Keeping with a core tenet of our Unitarian Universalist faith tradition, youth are not asked to believe anything at all, but rather, are asked to do something more difficult: They are asked to think about, question and articulate what they do believe, both individually and collectively.
Here at First Parish, we recognize that beliefs do not exist in a vacuum – they exist to serve our lives, to help us live with integrity, and to inspire us to be better people. If our faith doesn’t call us to love better, then perhaps it is time to re-examine our faith!
Youth Group and Classroom Aides
Our High School Youth Group meets about twice a month on Sunday mornings from 9 – 10:15am in the Youth Room with Robert Jones, our Youth and Family Ministries Coordinator. Many stay around to help teach Religious Education in Church School. The intention of the group’s regular meeting is to offer a safe and sacred space to connect and support one another in fellowship, and to explore themes of the group’s choosing to help them on their lifelong spiritual journeys. This is a special time to be themselves authentically – to be rather than to do – in contrast to the time they spend in school or other goal-oriented activities. The group chooses their own service projects and fun events, and they have the opportunity to join longer service-learning trips, as well! Our youth participate integrally in the life of our church in events such as the annual pancake breakfast and the Christmas supper, and they are much loved by the whole community.
To help our high school youth along their path of faith formation we utilize a small group ministries approach. This model allows youth to take an active role in both planning and implementing sessions. Group ministry provides an excellent framework for leadership development, because the learning comes as much from their relationships and interactions as from the session content. The way youth are included becomes increasingly important. As a small ministry group goes forward, the youth can take on more of the responsibility for making their time together meaningful for the participants.
Recent and upcoming youth service projects, often combined with church-wide collection drives, include:
- Youth Group Collection Drive for Camp Gear to benefit participants in Second Step during the month of May.
- A trip to Cradles to Crayons Giving Factory in Boston where we put together packages of clothing for youth in need
- A trip to Hope & Comfort in Needham, where we put together hygiene kits for food insecure youth and their families
- A trip to Bristol Lodge, where we cooked and served a meal to feed insecure men and women in Waltham
- A trip to Open Table in Maynard, where we decorated and organized the food pantry
- A trip to Room to Grow in Boston where we sorted and prepared items for babies available to families in need
- A trip to Greater Boston Food Bank to help them prepare food packages for those in need
- A trip to Rosie’s Place where we prepared and served a meal to feed insecure women in Boston.
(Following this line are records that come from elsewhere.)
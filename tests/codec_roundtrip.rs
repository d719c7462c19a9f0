//! Round-trip and size-bound tests for the URL state codec.
//!
//! These tests verify that every directive the model can emit survives the
//! encode/decode/validate pipeline losslessly, and that the emitted strings
//! always respect the URL-safety and size contracts.

use proptest::prelude::*;
use viewstate_kernel::{
    decode_state, encode_state, validate_directive, CompareVariant, Directive, DirectiveData,
    ExploreVariant, LandingVariant, NodeId, ProjectsVariant, ResumeVariant, SkillsVariant,
    ThemeCatalog, ThemeName, TimelineVariant, ValuesVariant, HARD_CAP, UNCOMPRESSED_THRESHOLD,
};

// ─────────────────────────────────────────────────────────────────────────────
// Test Helpers
// ─────────────────────────────────────────────────────────────────────────────

fn catalog() -> ThemeCatalog {
    ThemeCatalog::new(["cold", "warm", "mono"])
}

fn base64url_clean(s: &str) -> bool {
    let body = s.strip_prefix("c:").unwrap_or(s);
    body.chars()
        .all(|c| c.is_ascii_alphanumeric() || c == '-' || c == '_')
}

/// Build a directive for an arbitrary mode index with the given fields.
fn directive_for(
    mode_idx: usize,
    narration: String,
    highlights: Vec<NodeId>,
    theme: &str,
    confidence: f64,
) -> Directive {
    let theme = ThemeName::from(theme);
    macro_rules! data {
        ($variant:expr) => {
            DirectiveData::new($variant)
                .with_narration(narration)
                .with_highlights(highlights)
                .with_theme(theme)
                .with_confidence(confidence)
        };
    }
    match mode_idx % 8 {
        0 => Directive::Landing(data!(LandingVariant::Neutral)),
        1 => Directive::Timeline(data!(TimelineVariant::Flow)),
        2 => Directive::Projects(data!(ProjectsVariant::Radial)),
        3 => Directive::Skills(data!(SkillsVariant::Clusters)),
        4 => Directive::Values(data!(ValuesVariant::Orbit)),
        5 => Directive::Compare(data!(CompareVariant::SideBySide)),
        6 => Directive::Explore(data!(ExploreVariant::Focus)),
        _ => Directive::Resume(data!(ResumeVariant::Summary)),
    }
}

fn node_ids(ids: Vec<String>) -> Vec<NodeId> {
    ids.into_iter().map(NodeId::from).collect()
}

// ─────────────────────────────────────────────────────────────────────────────
// PROPERTY TESTS
// ─────────────────────────────────────────────────────────────────────────────

proptest! {
    #[test]
    fn prop_roundtrip_is_lossless(
        mode_idx in 0..8usize,
        narration in ".{0,400}",
        ids in proptest::collection::vec("[a-z][a-z0-9-]{0,20}", 0..8),
        theme_idx in 0..3usize,
        confidence in 0.0..=1.0f64,
    ) {
        let theme = ["cold", "warm", "mono"][theme_idx];
        let directive = directive_for(mode_idx, narration, node_ids(ids), theme, confidence);

        let encoded = encode_state(&directive).unwrap();
        let decoded = decode_state(&encoded).expect("own output must decode");
        let validated = validate_directive(decoded, &catalog()).expect("own output must validate");

        prop_assert_eq!(validated, directive);
    }

    #[test]
    fn prop_encoded_is_url_safe_and_bounded(
        mode_idx in 0..8usize,
        narration in ".{0,800}",
        ids in proptest::collection::vec("[a-z][a-z0-9-]{0,20}", 0..12),
    ) {
        let directive = directive_for(mode_idx, narration, node_ids(ids), "cold", 0.7);
        let encoded = encode_state(&directive).unwrap();

        prop_assert!(base64url_clean(&encoded), "not URL-safe: {}", encoded);
        prop_assert!(encoded.len() <= HARD_CAP);
    }

    #[test]
    fn prop_garbage_never_panics(input in ".{0,200}") {
        // Decoding arbitrary input either succeeds or returns None; it must
        // never panic.
        let _ = decode_state(&input);
    }

    #[test]
    fn prop_compression_kicks_in_above_threshold(repeat in 50..200usize) {
        // Highly repetitive narration compresses well, so long payloads must
        // come back as compressed strings shorter than their raw encoding.
        let narration = "the same sentence over and over again ".repeat(repeat);
        let directive = directive_for(1, narration, Vec::new(), "warm", 0.7);

        let encoded = encode_state(&directive).unwrap();
        if encoded.starts_with("c:") {
            prop_assert!(encoded.len() < HARD_CAP);
        } else {
            prop_assert!(encoded.len() <= UNCOMPRESSED_THRESHOLD);
        }
        let decoded = decode_state(&encoded).unwrap();
        let validated = validate_directive(decoded, &catalog()).unwrap();
        prop_assert_eq!(validated, directive);
    }
}

// ─────────────────────────────────────────────────────────────────────────────
// DETERMINISM TESTS
// ─────────────────────────────────────────────────────────────────────────────

#[test]
fn test_encoding_is_deterministic_100_runs() {
    let directive = directive_for(
        2,
        "a radial layout of the three systems projects".to_string(),
        node_ids(vec!["proj-one".into(), "proj-two".into()]),
        "cold",
        0.85,
    );

    let first = encode_state(&directive).unwrap();
    for run in 1..100 {
        let next = encode_state(&directive).unwrap();
        assert_eq!(first, next, "encoding must be deterministic (run {run})");
    }
}

#[test]
fn test_small_state_stays_uncompressed() {
    let directive = directive_for(0, String::new(), Vec::new(), "cold", 0.7);
    let encoded = encode_state(&directive).unwrap();
    assert!(!encoded.starts_with("c:"));
    assert!(encoded.len() <= UNCOMPRESSED_THRESHOLD);
}

#[test]
fn test_unknown_theme_rejected_by_validation() {
    let directive = directive_for(3, String::new(), Vec::new(), "neon", 0.7);
    let encoded = encode_state(&directive).unwrap();
    let decoded = decode_state(&encoded).unwrap();
    assert!(validate_directive(decoded, &catalog()).is_none());
}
Faith formation for our youth also extends outside of the High School Youth Group activities by allowing our youth to directly participate in the formation of our younger children’s faith and journey. The high school youth take a lead, with the support of the Director of Family Ministries and the Youth and Family Ministries Coordinator, in teaching religious education on Sunday mornings. This generally allows for a positive experience for both the younger and older children. Some benefits of youth teaching for students include more relatable lessons, strong bonds between children and youth in our church, as well as increased motivation to speak and ask questions. Another plus when it comes to our youth is the saying “to teach is to learn twice.” It allows the youth to revisit the start of their own journey of faith and to think about the lessons in a way that they couldn’t when they were younger.